All lines in the entries below that hold "exists" make up the answer.

═════ RECORDS SHOWN

//! Configuration management module
//!
//! Driver timings come from a YAML file, then environment overrides.

use std::env;
use std::path::{Path, PathBuf};
use std::time::Duration;

use action_primitives::HandleSettings;
use anyhow::{ensure, Context, Result};
use domdriver_core_types::{DEFAULT_KEYBOARD_DELAY_MS, DEFAULT_POLLING_MS, DEFAULT_WAIT_TIMEOUT_MS};
use serde::{Deserialize, Serialize};
use tokio::fs;
use tracing::{info, warn};

pub const ENV_POLLING_MS: &str = "DOMDRIVER_POLLING_MS";
pub const ENV_WAIT_TIMEOUT_MS: &str = "DOMDRIVER_WAIT_TIMEOUT_MS";
pub const ENV_KEYBOARD_DELAY_MS: &str = "DOMDRIVER_KEYBOARD_DELAY_MS";
pub const ENV_EVAL_TIMEOUT_MS: &str = "DOMDRIVER_EVAL_TIMEOUT_MS";
pub const ENV_LOG: &str = "DOMDRIVER_LOG";

/// Driver timings and log level.
#[derive(Clone, Debug, PartialEq, Serialize, Deserialize)]
#[serde(default)]
pub struct DriverConfig {
    /// Cadence of wait-condition polling.
    pub polling_interval_ms: u64,
    /// Deadline for waits when the caller's context has none.
    pub wait_timeout_ms: u64,
    /// Pause between synthesized keystrokes.
    pub keyboard_delay_ms: u64,
    /// Upper bound for one evaluation round-trip.
    pub eval_timeout_ms: u64,
    pub log_level: String,
}

impl Default for DriverConfig {
    fn default() -> Self {
        Self {
            polling_interval_ms: DEFAULT_POLLING_MS,
            wait_timeout_ms: DEFAULT_WAIT_TIMEOUT_MS,
            keyboard_delay_ms: DEFAULT_KEYBOARD_DELAY_MS,
            eval_timeout_ms: 30_000,
            log_level: "info".to_string(),
        }
    }
}

impl DriverConfig {
    pub fn polling_interval(&self) -> Duration {
        Duration::from_millis(self.polling_interval_ms)
    }

    pub fn wait_timeout(&self) -> Duration {
        Duration::from_millis(self.wait_timeout_ms)
    }

    pub fn keyboard_delay(&self) -> Duration {
        Duration::from_millis(self.keyboard_delay_ms)
    }

    pub fn eval_timeout(&self) -> Duration {
        Duration::from_millis(self.eval_timeout_ms)
    }

    pub fn handle_settings(&self) -> HandleSettings {
        HandleSettings {
            polling: self.polling_interval(),
            wait_timeout: self.wait_timeout(),
            keyboard_delay: self.keyboard_delay(),
        }
    }

    pub fn validate(&self) -> Result<()> {
        ensure!(
            self.polling_interval_ms > 0,
            "polling_interval_ms must be greater than zero"
        );
        ensure!(
            self.eval_timeout_ms > 0,
            "eval_timeout_ms must be greater than zero"
        );
        Ok(())
    }

    /// Apply `DOMDRIVER_*` variables from the process environment.
    pub fn apply_env_overrides(&mut self) -> Result<()> {
        self.apply_overrides_from(|key| env::var(key).ok())
    }

    pub fn apply_overrides_from(&mut self, lookup: impl Fn(&str) -> Option<String>) -> Result<()> {
        let millis = |key: &str| -> Result<Option<u64>> {
            match lookup(key) {
                Some(raw) => raw
                    .trim()
                    .parse::<u64>()
                    .map(Some)
                    .with_context(|| format!("{key} must be a whole number of milliseconds, got '{raw}'")),
                None => Ok(None),
            }
        };

        if let Some(ms) = millis(ENV_POLLING_MS)? {
            self.polling_interval_ms = ms;
        }
        if let Some(ms) = millis(ENV_WAIT_TIMEOUT_MS)? {
            self.wait_timeout_ms = ms;
        }
        if let Some(ms) = millis(ENV_KEYBOARD_DELAY_MS)? {
            self.keyboard_delay_ms = ms;
        }
        if let Some(ms) = millis(ENV_EVAL_TIMEOUT_MS)? {
            self.eval_timeout_ms = ms;
        }
        if let Some(level) = lookup(ENV_LOG) {
            self.log_level = level;
        }
        Ok(())
    }
}

pub struct LoadedConfig {
    pub config: DriverConfig,
    pub path: PathBuf,
}

/// Default location: `./config/domdriver.yaml`, else the user config directory.
fn default_config_path() -> Result<PathBuf> {
    let local_config = PathBuf::from("config/domdriver.yaml");
    if local_config.exists() {
        return Ok(local_config);
    }
    let mut path = dirs::config_dir().context("Failed to get config directory")?;
    path.push("domdriver");
    path.push("config.yaml");
    Ok(path)
}

pub async fn load_config(config_path: Option<&Path>) -> Result<LoadedConfig> {
    let config_path = match config_path {
        Some(path) => path.to_path_buf(),
        None => default_config_path()?,
    };

    let mut config = if config_path.exists() {
        let content = fs::read_to_string(&config_path)
            .await
            .with_context(|| format!("Failed to read config file {}", config_path.display()))?;
        let config: DriverConfig =
            serde_yaml::from_str(&content).context("Failed to parse config file")?;
        info!("Loaded configuration from: {}", config_path.display());
        config
    } else {
        warn!(
            "Config file not found, using defaults: {}",
            config_path.display()
        );
        DriverConfig::default()
    };

    config.apply_env_overrides()?;
    config.validate()?;

    Ok(LoadedConfig {
        config,
        path: config_path,
    })
}

#[cfg(test)]
mod tests {
    use super::*;
    use std::collections::HashMap;

    #[test]
    fn defaults_match_engine_constants() {
        let config = DriverConfig::default();
        assert_eq!(config.polling_interval(), Duration::from_millis(100));
        assert_eq!(config.wait_timeout(), Duration::from_millis(5_000));
        assert_eq!(config.keyboard_delay(), Duration::from_millis(25));
        assert_eq!(config.eval_timeout(), Duration::from_secs(30));
        assert!(config.validate().is_ok());
    }

    #[test]
    fn partial_yaml_keeps_other_defaults() {
        let config: DriverConfig = serde_yaml::from_str("polling_interval_ms: 50\n").unwrap();
        assert_eq!(config.polling_interval_ms, 50);
        assert_eq!(config.keyboard_delay_ms, 25);
        assert_eq!(config.log_level, "info");
    }

    #[test]
    fn overrides_replace_file_values() {
        let vars: HashMap<&str, &str> = [(ENV_WAIT_TIMEOUT_MS, "750"), (ENV_LOG, "debug")]
            .into_iter()
            .collect();
        let mut config = DriverConfig::default();
        config
            .apply_overrides_from(|key| vars.get(key).map(|v| v.to_string()))
            .unwrap();
        assert_eq!(config.wait_timeout_ms, 750);
        assert_eq!(config.log_level, "debug");
        assert_eq!(config.polling_interval_ms, 100);
    }

    #[test]
    fn unparsable_override_names_the_variable() {
        let mut config = DriverConfig::default();
        let err = config
            .apply_overrides_from(|key| (key == ENV_POLLING_MS).then(|| "fast".to_string()))
            .unwrap_err();
        assert!(err.to_string().contains(ENV_POLLING_MS));
    }

    #[test]
    fn zero_polling_is_rejected() {
        let config = DriverConfig {
            polling_interval_ms: 0,
            ..DriverConfig::default()
        };
        assert!(config.validate().is_err());
    }
}
use async_trait::async_trait;
use serde_json::Value;

use crate::error::{AdapterError, AdapterErrorKind};

/// Where a protocol command is routed.
#[derive(Clone, Debug, PartialEq, Eq)]
pub enum CommandTarget {
    Browser,
    Session(String),
}

/// Raw protocol channel the gateways are built on.
///
/// Implementations own the connection, request ids and response matching.
/// Protocol-level failures come back as `AdapterErrorKind::CdpIo` with the
/// browser's message in the hint, formatted `cdp error {code}: {message}`.
#[async_trait]
pub trait CdpTransport: Send + Sync {
    async fn send_command(
        &self,
        target: CommandTarget,
        method: &str,
        params: Value,
    ) -> Result<Value, AdapterError>;
}

/// Transport for a session that is not attached to a page yet. Every
/// command fails with `Internal`, naming the method.
#[derive(Default)]
pub struct NoopTransport;

#[async_trait]
impl CdpTransport for NoopTransport {
    async fn send_command(
        &self,
        _target: CommandTarget,
        method: &str,
        _params: Value,
    ) -> Result<Value, AdapterError> {
        Err(AdapterError::new(AdapterErrorKind::Internal)
            .with_hint(format!("transport not available for method {method}")))
    }
}
//! Conversions from loosely typed values into the shapes primitives take.
//!
//! Every failure is an [`ActionError::TypeCoercion`] naming the offending key.

use domdriver_core_types::{QuerySelector, Value};

use crate::errors::ActionError;

fn mismatch(what: &str, expected: &str, got: &Value) -> ActionError {
    ActionError::TypeCoercion(format!("{what}: expected {expected}, got {}", kind_of(got)))
}

fn kind_of(value: &Value) -> &'static str {
    match value {
        Value::Null => "null",
        Value::Bool(_) => "boolean",
        Value::Number(_) => "number",
        Value::String(_) => "string",
        Value::Array(_) => "array",
        Value::Object(_) => "object",
    }
}

/// Non-negative whole number, from a JSON number or a numeric string.
pub fn to_u64(what: &str, value: &Value) -> Result<u64, ActionError> {
    let parsed = match value {
        Value::Number(n) => n
            .as_u64()
            .or_else(|| n.as_f64().filter(|f| f.fract() == 0.0 && *f >= 0.0).map(|f| f as u64)),
        Value::String(s) => s.trim().parse::<u64>().ok(),
        _ => None,
    };
    parsed.ok_or_else(|| mismatch(what, "a non-negative integer", value))
}

pub fn to_f64(what: &str, value: &Value) -> Result<f64, ActionError> {
    let parsed = match value {
        Value::Number(n) => n.as_f64(),
        Value::String(s) => s.trim().parse::<f64>().ok(),
        _ => None,
    };
    parsed
        .filter(|f| f.is_finite())
        .ok_or_else(|| mismatch(what, "a number", value))
}

pub fn to_str<'a>(what: &str, value: &'a Value) -> Result<&'a str, ActionError> {
    value.as_str().ok_or_else(|| mismatch(what, "a string", value))
}

/// A bare string is a CSS selector; an object spells out `{kind, value}`.
pub fn to_selector(what: &str, value: &Value) -> Result<QuerySelector, ActionError> {
    match value {
        Value::String(s) => Ok(QuerySelector::css(s.clone())),
        Value::Object(_) => serde_json::from_value(value.clone())
            .map_err(|err| ActionError::TypeCoercion(format!("{what}: {err}"))),
        other => Err(mismatch(what, "a string or {kind, value} object", other)),
    }
}

/// Text payload for input: scalars are stringified, `null` is empty.
pub fn to_text(value: &Value) -> Result<String, ActionError> {
    match value {
        Value::Null => Ok(String::new()),
        Value::String(s) => Ok(s.clone()),
        Value::Bool(b) => Ok(b.to_string()),
        Value::Number(n) => Ok(n.to_string()),
        other => Err(mismatch("args", "text", other)),
    }
}

/// Key or option list: an array of scalars, or a single scalar.
pub fn to_string_list(value: &Value) -> Result<Vec<String>, ActionError> {
    fn scalar(value: &Value) -> Option<String> {
        match value {
            Value::String(s) => Some(s.clone()),
            Value::Number(n) => Some(n.to_string()),
            _ => None,
        }
    }

    match value {
        Value::Null => Ok(Vec::new()),
        Value::Array(items) => items
            .iter()
            .map(|item| scalar(item).ok_or_else(|| mismatch("args[]", "a string", item)))
            .collect(),
        other => scalar(other)
            .map(|s| vec![s])
            .ok_or_else(|| mismatch("args", "a string or an array of strings", other)),
    }
}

══════════

> _RESULT_:
    if local_config.exists() {
    let mut config = if config_path.exists() {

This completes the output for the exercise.